Now, take the advice of emergency physician Andrew Perron, MD, FACEP, and be honest with them.
“We have to set some ground rules,” said Dr. Perron, residency program director at the Maine Medical Center in Portland in his ACEP18 Monday session, “Concussion Update 2018: What We Know, What We Think We Know, and What We Don’t Know.” “There is a lot more unknown about concussion than there is known, and that frustrates people. What we have to accept…is that there is just a lot of concussion stuff we don’t know.”
That’s not to say Dr. Perron’s annual presentation lacked clinical pearls.

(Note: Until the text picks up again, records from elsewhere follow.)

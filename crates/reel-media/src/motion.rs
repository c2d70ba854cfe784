//! Pan/zoom motion presets ("Ken Burns" transforms).
//!
//! A motion is a pure function of segment progress `p = frame / (frames - 1)`,
//! so the same preset looks identical at any frame rate. The visible window
//! is `src / zoom` and is always clamped inside the pre-scaled source, which
//! is why every zoom value here is `>= 1`.

use reel_models::{MotionSetKind, ResolutionClass};

/// Corner or centre a zoom is anchored to.
#[derive(Debug, Clone, Copy, PartialEq, Eq)]
pub enum Anchor {
    Center,
    TopLeft,
    TopRight,
    BottomLeft,
    BottomRight,
}

impl Anchor {
    /// Position of the window as a fraction of the free space (x, y).
    fn fractions(&self) -> (f64, f64) {
        match self {
            Anchor::Center => (0.5, 0.5),
            Anchor::TopLeft => (0.0, 0.0),
            Anchor::TopRight => (1.0, 0.0),
            Anchor::BottomLeft => (0.0, 1.0),
            Anchor::BottomRight => (1.0, 1.0),
        }
    }
}

#[derive(Debug, Clone, Copy, PartialEq, Eq)]
pub enum PanDirection {
    LeftToRight,
    RightToLeft,
    TopToBottom,
    BottomToTop,
}

#[derive(Debug, Clone, Copy, PartialEq)]
pub enum MotionKind {
    /// Zoom between `zoom_start` and `zoom_end` around a fixed anchor
    Zoom(Anchor),
    /// Straight pan across the free space
    Pan(PanDirection),
    /// Corner-to-corner pan; `reverse` runs bottom-right to top-left
    Diagonal { reverse: bool },
}

/// One motion preset.
#[derive(Debug, Clone, Copy, PartialEq)]
pub struct Motion {
    pub name: &'static str,
    pub kind: MotionKind,
    pub zoom_start: f64,
    pub zoom_end: f64,
}

/// Visible source rectangle for one output frame.
#[derive(Debug, Clone, Copy, PartialEq)]
pub struct CropWindow {
    pub x: f64,
    pub y: f64,
    pub width: f64,
    pub height: f64,
}

impl Motion {
    const fn zoom(name: &'static str, anchor: Anchor, zoom_start: f64, zoom_end: f64) -> Self {
        Self {
            name,
            kind: MotionKind::Zoom(anchor),
            zoom_start,
            zoom_end,
        }
    }

    const fn pan(name: &'static str, direction: PanDirection, zoom: f64) -> Self {
        Self {
            name,
            kind: MotionKind::Pan(direction),
            zoom_start: zoom,
            zoom_end: zoom,
        }
    }

    const fn diagonal(name: &'static str, reverse: bool, zoom_start: f64, zoom_end: f64) -> Self {
        Self {
            name,
            kind: MotionKind::Diagonal { reverse },
            zoom_start,
            zoom_end,
        }
    }

    /// Zoom factor at progress `p` (0..=1).
    pub fn zoom_at(&self, p: f64) -> f64 {
        let p = p.clamp(0.0, 1.0);
        (self.zoom_start + (self.zoom_end - self.zoom_start) * p).max(1.0)
    }

    /// Window position as fractions of the free space at progress `p`.
    fn position_at(&self, p: f64) -> (f64, f64) {
        let p = p.clamp(0.0, 1.0);
        match self.kind {
            MotionKind::Zoom(anchor) => anchor.fractions(),
            MotionKind::Pan(PanDirection::LeftToRight) => (p, 0.5),
            MotionKind::Pan(PanDirection::RightToLeft) => (1.0 - p, 0.5),
            MotionKind::Pan(PanDirection::TopToBottom) => (0.5, p),
            MotionKind::Pan(PanDirection::BottomToTop) => (0.5, 1.0 - p),
            MotionKind::Diagonal { reverse: false } => (p, p),
            MotionKind::Diagonal { reverse: true } => (1.0 - p, 1.0 - p),
        }
    }

    /// Sample the visible window for `frame` of `total_frames`.
    pub fn window(&self, frame: u32, total_frames: u32, src_w: f64, src_h: f64) -> CropWindow {
        let p = progress(frame, total_frames);
        let zoom = self.zoom_at(p);
        let width = src_w / zoom;
        let height = src_h / zoom;
        let (fx, fy) = self.position_at(p);
        CropWindow {
            x: ((src_w - width) * fx).clamp(0.0, src_w - width),
            y: ((src_h - height) * fy).clamp(0.0, src_h - height),
            width,
            height,
        }
    }

    /// The same motion as FFmpeg `zoompan` expressions (z, x, y).
    ///
    /// `last_frame` is `frames - 1`; `on` is zoompan's output frame counter.
    fn expressions(&self, last_frame: u32) -> (String, String, String) {
        let p = format!("min(on/{},1)", last_frame.max(1));
        let z = if (self.zoom_end - self.zoom_start).abs() < f64::EPSILON {
            format!("{:.4}", self.zoom_start.max(1.0))
        } else {
            format!(
                "max({:.4}+({:.4})*{},1)",
                self.zoom_start,
                self.zoom_end - self.zoom_start,
                p
            )
        };

        let axis = |fraction: Fraction, free: &str| match fraction {
            Fraction::Fixed(f) if f <= 0.0 => "0".to_string(),
            Fraction::Fixed(f) if f >= 1.0 => free.to_string(),
            Fraction::Fixed(f) => format!("({})*{:.3}", free, f),
            Fraction::Forward => format!("({})*{}", free, p),
            Fraction::Backward => format!("({})*(1-{})", free, p),
        };

        let (fx, fy) = self.fraction_kinds();
        (z, axis(fx, "iw-iw/zoom"), axis(fy, "ih-ih/zoom"))
    }

    fn fraction_kinds(&self) -> (Fraction, Fraction) {
        use Fraction::*;
        match self.kind {
            MotionKind::Zoom(anchor) => {
                let (x, y) = anchor.fractions();
                (Fixed(x), Fixed(y))
            }
            MotionKind::Pan(PanDirection::LeftToRight) => (Forward, Fixed(0.5)),
            MotionKind::Pan(PanDirection::RightToLeft) => (Backward, Fixed(0.5)),
            MotionKind::Pan(PanDirection::TopToBottom) => (Fixed(0.5), Forward),
            MotionKind::Pan(PanDirection::BottomToTop) => (Fixed(0.5), Backward),
            MotionKind::Diagonal { reverse: false } => (Forward, Forward),
            MotionKind::Diagonal { reverse: true } => (Backward, Backward),
        }
    }
}

#[derive(Debug, Clone, Copy)]
enum Fraction {
    Fixed(f64),
    Forward,
    Backward,
}

fn progress(frame: u32, total_frames: u32) -> f64 {
    if total_frames <= 1 {
        return 0.0;
    }
    (f64::from(frame) / f64::from(total_frames - 1)).clamp(0.0, 1.0)
}

/// Immutable table of motion presets.
#[derive(Debug, Clone, PartialEq)]
pub struct MotionSet {
    kind: MotionSetKind,
    motions: Vec<Motion>,
}

impl MotionSet {
    /// Gentle motions for landscape B-roll.
    pub fn landscape() -> Self {
        use Anchor::*;
        use PanDirection::*;
        Self {
            kind: MotionSetKind::Landscape,
            motions: vec![
                Motion::zoom("zoom_in_center", Center, 1.0, 1.15),
                Motion::zoom("zoom_out_center", Center, 1.15, 1.0),
                Motion::pan("pan_left_to_right", LeftToRight, 1.08),
                Motion::pan("pan_right_to_left", RightToLeft, 1.08),
                Motion::zoom("zoom_in_top_left", TopLeft, 1.0, 1.2),
                Motion::zoom("zoom_in_bottom_right", BottomRight, 1.0, 1.2),
                Motion::pan("pan_top_to_bottom", TopToBottom, 1.08),
                Motion::pan("pan_bottom_to_top", BottomToTop, 1.08),
                Motion::zoom("zoom_in_top_right", TopRight, 1.0, 1.2),
                Motion::zoom("zoom_in_bottom_left", BottomLeft, 1.0, 1.2),
                Motion::diagonal("diagonal_down", false, 1.1, 1.1),
                Motion::diagonal("diagonal_up", true, 1.1, 1.1),
            ],
        }
    }

    /// Faster, steeper motions that read well in a short-form feed.
    pub fn vertical() -> Self {
        use Anchor::*;
        use PanDirection::*;
        Self {
            kind: MotionSetKind::Vertical,
            motions: vec![
                Motion::zoom("fast_zoom_in", Center, 1.0, 1.35),
                Motion::zoom("fast_zoom_out", Center, 1.35, 1.0),
                Motion::pan("pan_down", TopToBottom, 1.25),
                Motion::pan("pan_up", BottomToTop, 1.25),
                Motion::zoom("zoom_top_left", TopLeft, 1.0, 1.4),
                Motion::zoom("zoom_bottom_right", BottomRight, 1.0, 1.4),
                Motion::zoom("zoom_top_right", TopRight, 1.0, 1.35),
                Motion::zoom("zoom_bottom_left", BottomLeft, 1.0, 1.35),
                Motion::diagonal("diagonal_down", false, 1.0, 1.3),
                Motion::diagonal("diagonal_up", true, 1.0, 1.3),
                Motion::zoom("punch_in", Center, 1.0, 1.5),
                Motion::pan("drift_right", LeftToRight, 1.25),
            ],
        }
    }

    /// Barely perceptible motions for long ambient segments.
    pub fn ambient() -> Self {
        use Anchor::*;
        use PanDirection::*;
        Self {
            kind: MotionSetKind::Ambient,
            motions: vec![
                Motion::zoom("slow_zoom_in", Center, 1.0, 1.08),
                Motion::zoom("slow_zoom_out", Center, 1.08, 1.0),
                Motion::pan("drift_right", LeftToRight, 1.05),
                Motion::pan("drift_left", RightToLeft, 1.05),
                Motion::pan("drift_down", TopToBottom, 1.05),
                Motion::pan("drift_up", BottomToTop, 1.05),
                Motion::zoom("creep_top_left", TopLeft, 1.0, 1.06),
                Motion::zoom("creep_bottom_right", BottomRight, 1.0, 1.06),
            ],
        }
    }

    pub fn for_kind(kind: MotionSetKind) -> Self {
        match kind {
            MotionSetKind::Landscape => Self::landscape(),
            MotionSetKind::Vertical => Self::vertical(),
            MotionSetKind::Ambient => Self::ambient(),
        }
    }

    pub fn kind(&self) -> MotionSetKind {
        self.kind
    }

    pub fn len(&self) -> usize {
        self.motions.len()
    }

    pub fn is_empty(&self) -> bool {
        self.motions.is_empty()
    }

    /// Motion for any index; indices wrap around the table.
    pub fn get(&self, index: usize) -> &Motion {
        &self.motions[index % self.motions.len()]
    }

    /// Full parametrized motion for one segment.
    pub fn plan(
        &self,
        index: usize,
        duration_sec: f64,
        fps: u32,
        resolution: ResolutionClass,
    ) -> MotionPlan {
        let frames = ((duration_sec * f64::from(fps)).round() as u32).max(1);
        MotionPlan {
            motion: *self.get(index),
            frames,
            fps,
            output: resolution.dimensions(),
            source: source_dimensions(resolution),
        }
    }
}

/// Size the source image is normalised to before motion is applied.
///
/// The width is the class minimum; the height follows the output aspect so
/// the crop window never leaves the image.
pub fn source_dimensions(resolution: ResolutionClass) -> (u32, u32) {
    let (out_w, out_h) = resolution.dimensions();
    let src_w = resolution.min_source_width();
    let src_h = (u64::from(src_w) * u64::from(out_h) / u64::from(out_w)) as u32;
    (src_w, src_h & !1)
}

/// A motion bound to a concrete frame count and geometry.
#[derive(Debug, Clone, Copy, PartialEq)]
pub struct MotionPlan {
    pub motion: Motion,
    pub frames: u32,
    pub fps: u32,
    pub output: (u32, u32),
    pub source: (u32, u32),
}

impl MotionPlan {
    pub fn window_at(&self, frame: u32) -> CropWindow {
        self.motion.window(
            frame,
            self.frames,
            f64::from(self.source.0),
            f64::from(self.source.1),
        )
    }

    /// Exact duration of the rendered clip.
    pub fn duration_sec(&self) -> f64 {
        f64::from(self.frames) / f64::from(self.fps.max(1))
    }

    /// Complete `-vf` chain: fill-scale the source, then pan/zoom to output.
    pub fn filter_chain(&self) -> String {
        let (src_w, src_h) = self.source;
        let (out_w, out_h) = self.output;
        let (z, x, y) = self.motion.expressions(self.frames.saturating_sub(1));
        format!(
            "scale={sw}:{sh}:force_original_aspect_ratio=increase,crop={sw}:{sh},setsar=1,\
             zoompan=z='{z}':x='{x}':y='{y}':d={d}:s={ow}x{oh}:fps={fps},format=yuv420p",
            sw = src_w,
            sh = src_h,
            z = z,
            x = x,
            y = y,
            d = self.frames,
            ow = out_w,
            oh = out_h,
            fps = self.fps,
        )
    }
}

The first misconception he seeks to correct is that a concussion is a one-time event, or as some say, “just a bop on the head.” It’s not. It’s a process.
“Concussions scramble the brain in a way that we don’t really understand,” Dr. Perron said, adding that “the process goes on from the ‘bop’ and can go on for hours, days, or weeks.”
Dr. Perron adds emergency physicians should work to be current on changing literature. Take the subject of cognitive rest. As recently as five years ago, conventional wisdom suggested patients should avoid cognitive activities to let the brain repair itself. More recently, new studies suggest the brain may be better serviced with post-trauma exertion, similar to other body parts.
“We knew for sure that if you had a brain injury, the only thing we have to offer is rest the brain,” Dr. Perron said. “Over the past few years, [our understanding has] really changed…maybe the brain is more like the rest of the body and not some special unique organ that can’t be touched once it has an injury.”
Dr. Perron said some parents and patients are more concerned with concussions because of headlines about chronic traumatic encephalopathy (CTE) and its prevalence in the NFL. His advice when talking to worried people is, again, to be honest about what is known and unknown.
“This is a complex problem that we do not fully understand,” He said. “We do not know everything about concussions. We know more than we knew 10 years ago, but there’s a lot more to know.”